==== DATA EXTRACTS ====
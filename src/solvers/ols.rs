//! Ordinary Least Squares regression solver.

use crate::core::{RegressionOptions, RegressionOptionsBuilder, RegressionResult};
use crate::inference::CoefficientInference;
use crate::solvers::traits::{FittedRegressor, RegressionError, Regressor};
use crate::utils::{center_columns, center_vector, detect_constant_columns};
use faer::{Col, Mat};
use statrs::distribution::{ContinuousCDF, FisherSnedecor};
use std::f64::consts::PI;

/// Ordinary Least Squares regression estimator.
///
/// Uses QR decomposition with column pivoting so rank-deficient designs
/// still fit; aliased (collinear or constant) coefficients are NaN. A design
/// with zero columns fits the intercept-only model `y ~ 1`.
///
/// # Example
///
/// ```rust
/// use stepwise_rs::solvers::{FittedRegressor, OlsRegressor, Regressor};
/// use faer::{Col, Mat};
///
/// let x = Mat::from_fn(6, 1, |i, _| i as f64);
/// let y = Col::from_fn(6, |i| 1.0 + 2.0 * i as f64 + if i % 2 == 0 { 0.1 } else { -0.1 });
///
/// let fitted = OlsRegressor::builder().build().fit(&x, &y).unwrap();
/// assert!((fitted.coefficients()[0] - 2.0).abs() < 0.1);
/// ```
#[derive(Debug, Clone, Default)]
pub struct OlsRegressor {
    options: RegressionOptions,
}

impl OlsRegressor {
    pub fn new(options: RegressionOptions) -> Self {
        Self { options }
    }

    pub fn builder() -> OlsRegressorBuilder {
        OlsRegressorBuilder::default()
    }

    pub fn options(&self) -> &RegressionOptions {
        &self.options
    }
}

impl Regressor for OlsRegressor {
    type Fitted = FittedOls;

    fn fit(&self, x: &Mat<f64>, y: &Col<f64>) -> Result<Self::Fitted, RegressionError> {
        self.options.validate()?;

        let n_samples = x.nrows();
        let n_features = x.ncols();
        let with_intercept = self.options.with_intercept;

        if n_samples != y.nrows() {
            return Err(RegressionError::DimensionMismatch {
                x_rows: n_samples,
                y_len: y.nrows(),
            });
        }
        if n_samples < 2 {
            return Err(RegressionError::InsufficientObservations {
                needed: 2,
                got: n_samples,
            });
        }
        // Exact fits (n == p) are allowed; inference is then unavailable.
        let max_params = n_features + usize::from(with_intercept);
        if n_samples < max_params {
            return Err(RegressionError::InsufficientObservations {
                needed: max_params,
                got: n_samples,
            });
        }

        let constant_cols = detect_constant_columns(x, self.options.rank_tolerance);
        if !with_intercept && constant_cols.iter().all(|&c| c) {
            return Err(RegressionError::AllFeaturesConstant);
        }

        let (coefficients, aliased, rank, intercept) = if with_intercept {
            let (x_centered, x_means) = center_columns(x);
            let (y_centered, y_mean) = center_vector(y);
            let (coefficients, aliased, rank) =
                self.solve_with_qr(&x_centered, &y_centered, &constant_cols);

            let intercept = y_mean
                - (0..n_features)
                    .filter(|&j| !aliased[j])
                    .map(|j| x_means[j] * coefficients[j])
                    .sum::<f64>();
            (coefficients, aliased, rank, Some(intercept))
        } else {
            let (coefficients, aliased, rank) = self.solve_with_qr(x, y, &constant_cols);
            (coefficients, aliased, rank, None)
        };

        let fitted_values = linear_predictor(x, &coefficients, &aliased, intercept);
        let residuals = Col::from_fn(n_samples, |i| y[i] - fitted_values[i]);

        let mut result = RegressionResult::empty(n_features, n_samples);
        result.coefficients = coefficients;
        result.intercept = intercept;
        result.residuals = residuals;
        result.fitted_values = fitted_values;
        result.rank = rank;
        result.n_parameters = rank + usize::from(with_intercept);
        result.aliased = aliased;
        result.rank_tolerance = self.options.rank_tolerance;
        result.confidence_level = self.options.confidence_level;

        self.compute_statistics(y, &mut result);
        if self.options.compute_inference {
            self.compute_inference(x, &mut result);
        }

        Ok(FittedOls {
            options: self.options.clone(),
            result,
        })
    }
}

impl OlsRegressor {
    /// Solve `min ||y - Xβ||` by column-pivoted QR.
    ///
    /// Returns the coefficients in original column order, the aliased flags
    /// and the numerical rank.
    fn solve_with_qr(
        &self,
        x: &Mat<f64>,
        y: &Col<f64>,
        constant_cols: &[bool],
    ) -> (Col<f64>, Vec<bool>, usize) {
        let n_features = x.ncols();
        let n_samples = x.nrows();

        if n_features == 0 {
            return (Col::zeros(0), Vec::new(), 0);
        }

        let qr = x.col_piv_qr();
        let q = qr.compute_Q();
        let r = qr.R();
        let perm = qr.P();

        // perm_inv[j]: pivoted position of original column j
        let perm_inv = perm.inverse().arrays().0;

        let mut rank = 0;
        for i in 0..n_features.min(n_samples) {
            if r[(i, i)].abs() > self.options.rank_tolerance {
                rank += 1;
            } else {
                break;
            }
        }

        let aliased: Vec<bool> = (0..n_features)
            .map(|j| constant_cols[j] || perm_inv[j] >= rank)
            .collect();

        if rank == 0 {
            return (Col::from_fn(n_features, |_| f64::NAN), aliased, 0);
        }

        let qty = q.transpose() * y;

        // back-substitution on the leading rank × rank block of R
        let mut beta = Col::zeros(rank);
        for i in (0..rank).rev() {
            let mut sum = qty[i];
            for j in (i + 1)..rank {
                sum -= r[(i, j)] * beta[j];
            }
            beta[i] = sum / r[(i, i)];
        }

        let coefficients = Col::from_fn(n_features, |j| {
            if aliased[j] {
                f64::NAN
            } else {
                beta[perm_inv[j]]
            }
        });

        (coefficients, aliased, rank)
    }

    /// Goodness of fit and information criteria.
    fn compute_statistics(&self, y: &Col<f64>, result: &mut RegressionResult) {
        let n = result.n_observations as f64;
        let k = result.n_parameters as f64;
        let df_resid = result.residual_df() as f64;
        let df_model = result.model_df() as f64;

        let y_mean = y.iter().sum::<f64>() / n;
        let rss = result.rss();
        let tss: f64 = if result.intercept.is_some() {
            y.iter().map(|&yi| (yi - y_mean).powi(2)).sum()
        } else {
            // uncentred R² without an intercept
            y.iter().map(|&yi| yi * yi).sum()
        };

        result.r_squared = if tss > 0.0 {
            (1.0 - rss / tss).clamp(0.0, 1.0)
        } else if rss < 1e-10 {
            1.0
        } else {
            0.0
        };

        let df_total = if result.intercept.is_some() { n - 1.0 } else { n };
        result.adj_r_squared = if df_resid > 0.0 {
            1.0 - (1.0 - result.r_squared) * df_total / df_resid
        } else {
            f64::NAN
        };

        result.mse = if df_resid > 0.0 { rss / df_resid } else { f64::NAN };
        result.rmse = result.mse.sqrt();

        if df_model > 0.0 && df_resid > 0.0 && result.mse > 0.0 {
            result.f_statistic = ((tss - rss) / df_model) / result.mse;
            result.f_pvalue = FisherSnedecor::new(df_model, df_resid)
                .map_or(f64::NAN, |d| 1.0 - d.cdf(result.f_statistic));
        }

        // ln(0) = -inf, so a perfect fit has llf = +inf and AIC = -inf
        result.log_likelihood = -0.5 * n * ((2.0 * PI).ln() + (rss / n).ln() + 1.0);
        result.aic = 2.0 * k - 2.0 * result.log_likelihood;
        result.bic = k * n.ln() - 2.0 * result.log_likelihood;
        result.aicc = if n - k - 1.0 > 0.0 {
            result.aic + 2.0 * k * (k + 1.0) / (n - k - 1.0)
        } else {
            f64::NAN
        };
    }

    /// Standard errors, t-statistics, p-values and confidence intervals.
    ///
    /// Left unset when the residual df is zero or the variance is not finite.
    fn compute_inference(&self, x: &Mat<f64>, result: &mut RegressionResult) {
        let df = result.residual_df() as f64;
        if df <= 0.0 || !result.mse.is_finite() {
            return;
        }

        let inference = match CoefficientInference::compute(
            x,
            &result.coefficients,
            result.intercept,
            &result.aliased,
            result.mse,
            df,
            self.options.confidence_level,
        ) {
            Ok(inference) => inference,
            Err(_) => return,
        };

        result.std_errors = Some(inference.std_errors);
        result.t_statistics = Some(inference.t_statistics);
        result.p_values = Some(inference.p_values);
        result.conf_interval_lower = Some(inference.conf_interval_lower);
        result.conf_interval_upper = Some(inference.conf_interval_upper);
        if let Some((se, t, p, ci)) = inference.intercept {
            result.intercept_std_error = Some(se);
            result.intercept_t_statistic = Some(t);
            result.intercept_p_value = Some(p);
            result.intercept_conf_interval = Some(ci);
        }
    }
}

fn linear_predictor(
    x: &Mat<f64>,
    coefficients: &Col<f64>,
    aliased: &[bool],
    intercept: Option<f64>,
) -> Col<f64> {
    let b0 = intercept.unwrap_or(0.0);
    Col::from_fn(x.nrows(), |i| {
        b0 + (0..x.ncols())
            .filter(|&j| !aliased[j])
            .map(|j| x[(i, j)] * coefficients[j])
            .sum::<f64>()
    })
}

/// A fitted OLS regression model.
#[derive(Debug, Clone)]
pub struct FittedOls {
    options: RegressionOptions,
    result: RegressionResult,
}

impl FittedOls {
    /// Get the options used to fit this model.
    pub fn options(&self) -> &RegressionOptions {
        &self.options
    }
}

impl FittedRegressor for FittedOls {
    fn predict(&self, x: &Mat<f64>) -> Col<f64> {
        linear_predictor(
            x,
            &self.result.coefficients,
            &self.result.aliased,
            self.result.intercept,
        )
    }

    fn result(&self) -> &RegressionResult {
        &self.result
    }
}

/// Builder for `OlsRegressor`.
#[derive(Debug, Clone, Default)]
pub struct OlsRegressorBuilder {
    builder: RegressionOptionsBuilder,
}

impl OlsRegressorBuilder {
    pub fn new() -> Self {
        Self::default()
    }

    pub fn with_intercept(mut self, include: bool) -> Self {
        self.builder = self.builder.with_intercept(include);
        self
    }

    pub fn compute_inference(mut self, compute: bool) -> Self {
        self.builder = self.builder.compute_inference(compute);
        self
    }

    pub fn confidence_level(mut self, level: f64) -> Self {
        self.builder = self.builder.confidence_level(level);
        self
    }

    pub fn rank_tolerance(mut self, tol: f64) -> Self {
        self.builder = self.builder.rank_tolerance(tol);
        self
    }

    /// Build the regressor. Options are validated when `fit` is called.
    pub fn build(self) -> OlsRegressor {
        OlsRegressor::new(self.builder.build_unchecked())
    }
}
====
> _AIM OF THE TASK_:
Give an exact copy of the lines above from the line with "fn fit(&self, x: &Mat<f64>, y: &Col<f64>)" up to and including the line with "is then unavailable.", and leave everything else out.

> _FINAL ANSWER_:
    fn fit(&self, x: &Mat<f64>, y: &Col<f64>) -> Result<Self::Fitted, RegressionError> {
        self.options.validate()?;

        let n_samples = x.nrows();
        let n_features = x.ncols();
        let with_intercept = self.options.with_intercept;

        if n_samples != y.nrows() {
            return Err(RegressionError::DimensionMismatch {
                x_rows: n_samples,
                y_len: y.nrows(),
            });
        }
        if n_samples < 2 {
            return Err(RegressionError::InsufficientObservations {
                needed: 2,
                got: n_samples,
            });
        }
        // Exact fits (n == p) are allowed; inference is then unavailable.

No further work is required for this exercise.